The most labor intensive part of it has always been cooking, de-boning, and cutting up the chicken meat. My husband prefers the dark, moist meat of the chicken. But when I saw that Costco has begun selling its cooked rotisserie chicken in sealed packages, I immediately sensed possibilities. True, the Costco package was all white breast meat, but my experience with their rotisserie chickens has been that they are moist and delicious, so I bought some.
I was not disappointed. While I prepared the basic sauce, my husband chopped some of the rotisserie chicken into bite size pieces. Even for my large quantity recipe, it only took about 2/3rds of the package.
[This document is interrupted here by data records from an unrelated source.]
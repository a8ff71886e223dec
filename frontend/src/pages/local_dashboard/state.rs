//! State of the local dashboard: tab selection, saved-file listings, the two
//! long-running actions (search, compare), resume uploads and the message
//! banner.
//!
//! Everything here is plain data plus the guard logic deciding whether an
//! action may fire; `update.rs` performs the requests.

use common::error::ApiError;
use common::model::local::{JobFile, LocalActionResponse, ResumeFile};
use common::requests::{CompareRequest, LocalSearchRequest, DEFAULT_JOBS_FILE, DEFAULT_LOCATION};

use crate::sequence::RequestSequence;

pub const SEARCH_FAILED: &str = "검색 중 오류가 발생했습니다";
pub const SEARCH_SUCCEEDED: &str = "채용 공고 검색이 완료되었습니다!";
pub const COMPARE_FAILED: &str = "비교 중 오류가 발생했습니다";
pub const COMPARE_SUCCEEDED: &str = "비교 분석이 완료되었습니다!";
pub const UPLOAD_FAILED: &str = "업로드 중 오류가 발생했습니다";
pub const UPLOAD_SUCCEEDED: &str = "이력서가 업로드되었습니다!";

/// Delay between a successful search and the switch to the results tab.
pub const RESULTS_SWITCH_DELAY_MS: u32 = 1000;

#[derive(Debug, Clone, Copy, PartialEq, Eq)]
pub enum DashboardTab {
    Search,
    Results,
    Compare,
}

impl DashboardTab {
    pub const ALL: [DashboardTab; 3] = [
        DashboardTab::Search,
        DashboardTab::Results,
        DashboardTab::Compare,
    ];

    pub fn label(&self) -> &'static str {
        match self {
            DashboardTab::Search => "채용 공고 검색",
            DashboardTab::Results => "결과 확인",
            DashboardTab::Compare => "이력서 비교",
        }
    }
}

#[derive(Debug, Clone, Copy, PartialEq, Eq)]
pub enum NoticeKind {
    Success,
    Error,
}

impl NoticeKind {
    pub fn class(&self) -> &'static str {
        match self {
            NoticeKind::Success => "success",
            NoticeKind::Error => "error",
        }
    }
}

#[derive(Debug, Clone, PartialEq)]
pub struct Notice {
    pub kind: NoticeKind,
    pub text: String,
}

pub struct LocalDashboard {
    pub active_tab: DashboardTab,
    pub job_files: Vec<JobFile>,
    pub resume_files: Vec<ResumeFile>,
    pub selected_job_file: String,
    /// `path` of the chosen resume.
    pub selected_resume: Option<String>,
    pub search_keyword: String,
    pub search_location: String,
    pub searching: bool,
    pub comparing: bool,
    pub uploading: bool,
    pub notice: Option<Notice>,
    pub job_listing: RequestSequence,
    pub resume_listing: RequestSequence,
    pub upload_input_id: String,
    /// Guard so the listings are fetched once on mount.
    pub loaded: bool,
}

impl LocalDashboard {
    pub fn new() -> Self {
        Self {
            active_tab: DashboardTab::Search,
            job_files: Vec::new(),
            resume_files: Vec::new(),
            selected_job_file: DEFAULT_JOBS_FILE.to_string(),
            selected_resume: None,
            search_keyword: String::new(),
            search_location: DEFAULT_LOCATION.to_string(),
            searching: false,
            comparing: false,
            uploading: false,
            notice: None,
            job_listing: RequestSequence::default(),
            resume_listing: RequestSequence::default(),
            upload_input_id: format!("resume-upload-{}", uuid::Uuid::new_v4()),
            loaded: false,
        }
    }

    fn notify(&mut self, kind: NoticeKind, text: impl Into<String>) {
        self.notice = Some(Notice {
            kind,
            text: text.into(),
        });
    }

    /// Applies a job listing if it answers the latest listing request.
    /// A selection the listing no longer contains moves to its first file,
    /// which is what the picker shows.
    pub fn accept_job_files(&mut self, ticket: u64, files: Vec<JobFile>) -> bool {
        if !self.job_listing.is_current(ticket) {
            return false;
        }
        if !files.iter().any(|file| file.name == self.selected_job_file) {
            if let Some(first) = files.first() {
                self.selected_job_file = first.name.clone();
            }
        }
        self.job_files = files;
        true
    }

    pub fn accept_resume_files(&mut self, ticket: u64, files: Vec<ResumeFile>) -> bool {
        if !self.resume_listing.is_current(ticket) {
            return false;
        }
        self.resume_files = files;
        true
    }

    pub fn begin_search(&mut self) -> Option<LocalSearchRequest> {
        if self.searching {
            return None;
        }
        match LocalSearchRequest::new(&self.search_keyword, &self.search_location) {
            Ok(request) => {
                self.searching = true;
                self.notice = None;
                Some(request)
            }
            Err(err) => {
                self.notify(NoticeKind::Error, err.user_message(SEARCH_FAILED));
                None
            }
        }
    }

    /// Returns `true` when the search succeeded.
    pub fn finish_search(&mut self, outcome: Result<(), String>) -> bool {
        self.searching = false;
        match outcome {
            Ok(()) => {
                self.notify(NoticeKind::Success, SEARCH_SUCCEEDED);
                true
            }
            Err(text) => {
                self.notify(NoticeKind::Error, text);
                false
            }
        }
    }

    pub fn can_compare(&self) -> bool {
        !self.comparing && self.selected_resume.is_some() && !self.job_files.is_empty()
    }

    pub fn begin_compare(&mut self) -> Option<CompareRequest> {
        if self.comparing {
            return None;
        }
        match CompareRequest::new(self.selected_resume.as_deref(), &self.selected_job_file) {
            Ok(request) => {
                self.comparing = true;
                self.notice = None;
                Some(request)
            }
            Err(err) => {
                self.notify(NoticeKind::Error, err.user_message(COMPARE_FAILED));
                None
            }
        }
    }

    pub fn finish_compare(&mut self, outcome: Result<(), String>) -> bool {
        self.comparing = false;
        match outcome {
            Ok(()) => {
                self.notify(NoticeKind::Success, COMPARE_SUCCEEDED);
                true
            }
            Err(text) => {
                self.notify(NoticeKind::Error, text);
                false
            }
        }
    }

    pub fn begin_upload(&mut self) -> bool {
        if self.uploading {
            return false;
        }
        self.uploading = true;
        true
    }

    pub fn finish_upload(&mut self, outcome: Result<(), String>) -> bool {
        self.uploading = false;
        match outcome {
            Ok(()) => {
                self.notify(NoticeKind::Success, UPLOAD_SUCCEEDED);
                true
            }
            Err(text) => {
                self.notify(NoticeKind::Error, text);
                false
            }
        }
    }
}

/// Collapses a local action's response into what the banner shows.
/// Transport failures keep their own text behind an `오류:` prefix.
pub fn action_outcome(
    result: Result<LocalActionResponse, ApiError>,
    fallback: &str,
) -> Result<(), String> {
    match result {
        Ok(response) => response.into_outcome(fallback),
        Err(ApiError::Network(message)) => Err(format!("오류: {}", message)),
        Err(err) => Err(err.user_message(fallback)),
    }
}

#[cfg(test)]
mod tests {
    use super::*;

    fn job_file(name: &str) -> JobFile {
        JobFile {
            name: name.into(),
            size: 2048,
            modified: "2024-05-01T09:30:00".into(),
        }
    }

    #[test]
    fn starts_on_search_with_defaults() {
        let dashboard = LocalDashboard::new();
        assert_eq!(dashboard.active_tab, DashboardTab::Search);
        assert_eq!(dashboard.selected_job_file, "latest.json");
        assert_eq!(dashboard.search_location, "Seoul, South Korea");
        assert!(dashboard.job_files.is_empty());
        assert!(dashboard.resume_files.is_empty());
    }

    #[test]
    fn blank_keyword_search_sends_nothing() {
        let mut dashboard = LocalDashboard::new();
        dashboard.search_keyword = "  ".into();
        assert!(dashboard.begin_search().is_none());
        assert!(!dashboard.searching);
        assert_eq!(
            dashboard.notice.as_ref().map(|n| n.kind),
            Some(NoticeKind::Error)
        );
    }

    #[test]
    fn search_is_guarded_while_running() {
        let mut dashboard = LocalDashboard::new();
        dashboard.search_keyword = "Python Developer".into();
        let request = dashboard.begin_search().unwrap();
        assert_eq!(request.max_results, 30);
        assert!(dashboard.begin_search().is_none());

        assert!(dashboard.finish_search(Ok(())));
        assert!(!dashboard.searching);
        assert_eq!(
            dashboard.notice,
            Some(Notice {
                kind: NoticeKind::Success,
                text: SEARCH_SUCCEEDED.into()
            })
        );
    }

    #[test]
    fn compare_requires_resume_and_listing() {
        let mut dashboard = LocalDashboard::new();
        assert!(!dashboard.can_compare());
        assert!(dashboard.begin_compare().is_none());
        assert_eq!(
            dashboard.notice.as_ref().map(|n| n.text.as_str()),
            Some("이력서를 선택하세요")
        );

        dashboard.selected_resume = Some("uploads/resume.pdf".into());
        assert!(!dashboard.can_compare());
        dashboard.job_files = vec![job_file("latest.json")];
        assert!(dashboard.can_compare());

        let request = dashboard.begin_compare().unwrap();
        assert_eq!(request.resume_path, "uploads/resume.pdf");
        assert_eq!(request.jobs_file, "latest.json");
        assert_eq!(request.top_n, 10);
        assert!(!dashboard.can_compare());
    }

    #[test]
    fn stale_listing_is_dropped() {
        let mut dashboard = LocalDashboard::new();
        let first = dashboard.job_listing.next();
        let second = dashboard.job_listing.next();
        assert!(dashboard.accept_job_files(second, vec![job_file("new.json")]));
        assert!(!dashboard.accept_job_files(first, vec![job_file("old.json")]));
        assert_eq!(dashboard.job_files, vec![job_file("new.json")]);
    }

    #[test]
    fn upload_is_guarded() {
        let mut dashboard = LocalDashboard::new();
        assert!(dashboard.begin_upload());
        assert!(!dashboard.begin_upload());
        assert!(!dashboard.finish_upload(Err("nope".into())));
        assert!(dashboard.begin_upload());
    }

    #[test]
    fn outcome_mapping() {
        let ok = LocalActionResponse {
            success: true,
            message: None,
        };
        assert_eq!(action_outcome(Ok(ok), SEARCH_FAILED), Ok(()));

        let failed = LocalActionResponse {
            success: false,
            message: Some("검색 시간이 초과되었습니다".into()),
        };
        assert_eq!(
            action_outcome(Ok(failed), SEARCH_FAILED),
            Err("검색 시간이 초과되었습니다".into())
        );

        assert_eq!(
            action_outcome(Err(ApiError::Network("Failed to fetch".into())), SEARCH_FAILED),
            Err("오류: Failed to fetch".into())
        );
        assert_eq!(
            action_outcome(Err(ApiError::from_status(500, "")), COMPARE_FAILED),
            Err(COMPARE_FAILED.into())
        );
        assert_eq!(
            action_outcome(
                Err(ApiError::from_status(500, r#"{"detail": "업로드 오류: disk full"}"#)),
                UPLOAD_FAILED
            ),
            Err("업로드 오류: disk full".into())
        );
    }

    #[test]
    fn selection_follows_listing_contents() {
        let mut dashboard = LocalDashboard::new();
        dashboard.selected_resume = Some("uploads/resume.pdf".into());

        let ticket = dashboard.job_listing.next();
        dashboard.accept_job_files(ticket, vec![job_file("jobs_20240501.json")]);
        assert_eq!(dashboard.selected_job_file, "jobs_20240501.json");
        assert_eq!(
            dashboard.begin_compare().map(|r| r.jobs_file).as_deref(),
            Some("jobs_20240501.json")
        );
    }

    #[test]
    fn listed_selection_is_kept() {
        let mut dashboard = LocalDashboard::new();
        let ticket = dashboard.job_listing.next();
        dashboard.accept_job_files(
            ticket,
            vec![job_file("jobs_20240501.json"), job_file("latest.json")],
        );
        assert_eq!(dashboard.selected_job_file, "latest.json");

        let ticket = dashboard.job_listing.next();
        dashboard.accept_job_files(ticket, vec![]);
        assert_eq!(dashboard.selected_job_file, "latest.json");
    }
}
The only other things to cut were the onion (to be finely diced) and the mushrooms (purchased sliced, but also cut into bite-sized chunks).
A list of ingredients, with some options
If you would like a printable pdf of the recipe, use the button below. Meanwhile, here is my yummy classic Chicken Alfredo Sauce recipe. Most of these amounts are easily divided into smaller amounts for making less sauce, but it does save well in the refrigerator and make great leftovers:
- ½ pound of real butter (two typical sticks)
- 2 generous Tablespoons of chicken base
- ½ cup white wine
- pretty close to 1 and ½ cups of white flour
- 2 cups of cream (you can, of course, make the sauce with only milk, but it will not be as tasty)
- 5 cups of whole milk (you might add only 2-3 cups at first, then add more to reach desired consistency)
- about 1 cup of grated parmesan cheese (I usually use the Kraft brand, though you could grate your own)
- 1 Tablespoon of powdered or granulated garlic (we frequently use a mortar and pestle to grind up some of my home dehydrated garlic)
- close to 6 cups of cooked chicken pieces (it just depends on how much chicken you like in your sauce!)
- one finely diced onion (The chef told me white onion, but I rarely have one, so almost always use a basic yellow onion. After dicing, it is usually around 1 cup)
- 8 ounces or so of sliced or chunked mushrooms (optional)
- some olive oil for cooking the onions and mushrooms
How to make Low-Stress Classic Chicken Alfredo Sauce
I find it most convenient to saute´ the diced onion and cut up mushrooms first. Heat a medium sized pan (I use a cast iron skillet), then add a bit of olive oil. Cook the onions and mushrooms, stirring occasionally. You can even cover them with a lid to speed up the process and keep them on the moist side.
(If you are going to cook your own chicken, this would be a good time to do that, too)
While these are cooking, or afterward, begin making the white sauce. The sauce can be interrupted up until you add the cream and milk. At that point, you need to give it pretty constant attention so that it won’t clump or burn.
Start the white sauce by melting the butter on low heat, then adding the flour until you get a peanut butter like consistency. I typically stir this with a dinner fork. I always end up using the full amount of flour.
Now add the chicken base and white wine, mixing them evenly.
Over medium-low heat, add the cream and milk gradually while whipping with a wire whip. Once it is all blended, you can switch to stirring with a spoon, but keep stirring as the sauce thickens. It is important to be patient with this step, especially if you are making the larger quantity. It can take a while for the volume of milk and cream to heat up If you try to heat it up too quickly you will probably get lumps and or burn it on the bottom.
Once you have obtained the consistency that appeals to you, stir in both the parmesan cheese and the granulated garlic. The sauce may continue to thicken up some, but you can still add more milk if you want to.
Finally, add the onion-mushroom mix and the chicken pieces. Heat it through.
How I like it
I like to eat the sauce over bow-tie pasta, but of course, any pasta or rice will do. For leftovers, we have even had it on toast. Any green vegetable brightens up the plate and compliments the meal. Broccoli, asparagus, or green beans are some of my favorite pairings with this main course.
The sauce will thicken up even more in the refrigerator. Sometimes I heat it up separately (sauce pan or microwave) with a little added water or milk to smooth it out before I add it to my foundation of pasta or such. However, sometimes I am not willing to do this extra step and it tastes fine when heating with the noodles in the microwave. It is just usually a little more globby then.